Michael Jackson biopic Michael crosses $911.9M, overtakes Bohemian Rhapsody worldwide
Jaafar Jackson’s film hits new all-time music-biopic highs, with Japan still to potentially push it past $1B.

Antoine Fuqua’s Lionsgate and Universal co-production Michael, starring Jaafar Jackson, has crossed $911.9 million worldwide to become the highest-grossing music biopic of all time. For executives, the upside is the box office proof point; the risk is the expensive path to get there, including $50 million in reshoots.
Michael has crossed $911.9 million worldwide, surpassing Bohemian Rhapsody as the highest-grossing music biopic of all time, with the film still rolling out internationally. The headline number is real and moving: $358.6 million at the domestic box office and $553.3 million internationally.
The key “wait, how did it get there?” detail is in the split. Universal generated $540.5 million of the international total after acquiring foreign theatrical and ancillary rights. That means the performance is not just a domestic story or a star-driven splash. It is a coordinated worldwide rollout where distribution rights decisions and timing matter just as much as the on-screen product.
Directed by Antoine Fuqua and written by John Logan, Michael is a Lionsgate and Universal co-production, with both studios operating the levers that turn an opening weekend into a global run. The film arrives in Japan today, and the industry math gets spicy from there. The article frames Japan as a potential tailwind that could push Michael past $1 billion worldwide, which would make it only the second film to cross that threshold at the 2026 global box office after Universal’s Super Mario Galaxy Movie.
Put that in executive terms: when a movie is inching toward a billion, distribution strategy shifts from “maximize per-territory performance” to “protect the global run.” The article also notes the scale of the domestic dominance, calling Michael the highest-grossing domestic biopic of all time. It also cites the largest global opening weekend ever for a music biopic, plus being the most successful biopic ever in France, surpassing La Vie en Rose. Those are not just bragging rights. They are indicators of how audiences responded across geographies, which affects how studios underwrite future slate risk.
For comparison, Bohemian Rhapsody grossed $216.6 million domestically and $694.3 million internationally for a $910.9 million global total. Freddie Mercury’s biopic won four Oscars, including Best Film Editing, and Rami Malek won Best Actor. Both movies were produced by Graham King, who, per the article, has now broken his own all-time box office record for music biopics. Translation: the market is telling a repeatable story about what works with music biopics, and the same production engine is getting it right again.
But the road to release was not clean. Lionsgate was forced to undertake $50 million in reshoots after the Jackson estate identified a key issue with a plot point in the screenplay concerning one of Jackson’s accusers, who was not meant to be dramatised in the film. That detail matters because it connects creative risk to calendar and cost. Reshoots of that magnitude can tighten release windows, add financing complexity, and introduce operational churn. Yet here we are, with the film continuing its global rollout and surpassing Bohemian Rhapsody. The second-order lesson for boards and studio leadership is brutal and practical: even when the final product lands, creative and rights friction can turn into real cash out the door.

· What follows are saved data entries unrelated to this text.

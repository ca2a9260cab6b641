//! Attest - black-box assertion suite for a mock user-management API
//!
//! This crate ties the harness together with the fixture definitions
//! that exercise the remote service.

pub mod fixtures;
//! HTTP client port

use async_trait::async_trait;
use thiserror::Error;

use attest_domain::{RequestSpec, ResponseResult};

/// Errors surfaced by an HTTP client adapter.
///
/// Every variant is fatal to the test case that triggered the request:
/// a transport failure is reported as an error, never as a failed
/// assertion. There is no retry; the suite observes the remote
/// service's actual behavior, transient failures included.
#[derive(Debug, Error, Clone, PartialEq, Eq)]
pub enum HttpClientError {
    /// The request did not complete within the allotted time.
    #[error("request timed out after {timeout_ms} ms")]
    Timeout {
        /// The timeout that elapsed, in milliseconds.
        timeout_ms: u64,
    },

    /// The remote host actively refused the connection.
    #[error("connection refused by {host}:{port}")]
    ConnectionRefused {
        /// Target host.
        host: String,
        /// Target port.
        port: u16,
    },

    /// The host name could not be resolved.
    #[error("DNS resolution failed for {host}: {message}")]
    Dns {
        /// Host that failed to resolve.
        host: String,
        /// Resolver error text.
        message: String,
    },

    /// The connection could not be established.
    #[error("connection failed: {0}")]
    ConnectionFailed(String),

    /// The request URL is invalid.
    #[error("invalid URL: {0}")]
    InvalidUrl(String),

    /// The request body is invalid.
    #[error("invalid body: {0}")]
    InvalidBody(String),

    /// Any other transport failure.
    #[error("{0}")]
    Other(String),
}

/// Port for executing HTTP requests.
///
/// Implementations must be safe for concurrent use: the harness runs
/// independent test cases in parallel against one shared client.
#[async_trait]
pub trait HttpClient: Send + Sync {
    /// Sends the request described by `spec` and returns the response.
    ///
    /// One call, one outbound request: no retries. The call blocks the
    /// task until the response arrives or the spec's timeout elapses.
    ///
    /// # Errors
    /// Returns an `HttpClientError` if the request cannot be built or
    /// the transport fails. HTTP error statuses (4xx/5xx) are not
    /// errors; they come back as ordinary `ResponseResult`s.
    async fn execute(&self, spec: &RequestSpec) -> Result<ResponseResult, HttpClientError>;
}
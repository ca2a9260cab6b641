//! Attest suite runner - Main Entry Point
//!
//! Runs the user-management API fixture suite against a live server
//! and reports per-assertion outcomes.

use std::sync::Arc;

use tracing_subscriber::{EnvFilter, layer::SubscriberExt, util::SubscriberInitExt};

use attest::fixtures::user_api_suite;
use attest_application::Harness;
use attest_infrastructure::ReqwestHttpClient;

/// Default API root when `ATTEST_BASE_URL` is not set.
const DEFAULT_BASE_URL: &str = "https://reqres.in/api";

#[tokio::main]
async fn main() -> Result<(), Box<dyn std::error::Error>> {
    // Initialize tracing
    tracing_subscriber::registry()
        .with(EnvFilter::try_from_default_env().unwrap_or_else(|_| EnvFilter::new("info")))
        .with(tracing_subscriber::fmt::layer())
        .init();

    let base_url =
        std::env::var("ATTEST_BASE_URL").unwrap_or_else(|_| DEFAULT_BASE_URL.to_string());
    tracing::info!(%base_url, "running user API suite");

    let client = ReqwestHttpClient::new()?;
    let harness = Harness::new(Arc::new(client));
    let report = harness.run_suite(user_api_suite(&base_url)).await;

    for outcome in &report.outcomes {
        match &outcome.result {
            Ok(case_report) => {
                let verdict = if case_report.all_passed() { "PASS" } else { "FAIL" };
                println!(
                    "{verdict} {} ({}/{} assertions, {} ms)",
                    outcome.case_name, case_report.passed, case_report.total, case_report.duration_ms
                );
                for failure in case_report.failures() {
                    println!(
                        "     {}: {}",
                        failure.assertion.description(),
                        failure.error.as_deref().unwrap_or("failed")
                    );
                }
            }
            Err(error) => println!("ERROR {}: {error}", outcome.case_name),
        }
    }
    println!(
        "{}/{} cases passed (started {})",
        report.passed(),
        report.total(),
        report.started_at.format("%Y-%m-%dT%H:%M:%SZ")
    );

    if !report.all_passed() {
        std::process::exit(1);
    }
    Ok(())
}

Michael also arrives with a star story that is, in its own way, an industry decoy and an asset. The film stars Jaafar Jackson, Michael Jackson’s nephew, in the title role. The article backs up why audiences have reasons to show up with Jackson’s commercial record: an estimated 350 million records sold worldwide, 13 No. 1 singles on the Billboard Hot 100 as a solo artist including “Billie Jean,” “Beat It,” and “Black or White,” and the record best-selling album of all time with Thriller, which has sold more than 70 million copies worldwide. Thriller spent 37 weeks at No. 1 on the Billboard 200. Jackson was inducted into the Rock and Roll Hall of Fame twice, once as a member of the Jackson 5 in 1997 and once as a solo artist in 2001. That level of catalog gravity is what turns a biopic into a built-in marketing machine.
Finally, zoom out from one film to the strategic stakes for peers. The article says forty international markets surpassed Bohemian Rhapsody’s lifetime gross, including Brazil, France, and Mexico, and that this is Lionsgate’s highest-grossing theatrical release ever worldwide. For executives assessing future music-biopic investments, this is a live test case: the market can reward big-scale, globally deployable storytelling, but only after costly adjustments and rights-sensitive rewrites. If Michael reaches $1 billion, it will not just reset records. It will likely recalibrate expectations across the category, from how studios structure co-productions and foreign rights to how they budget for authenticity and legal review before filming even starts.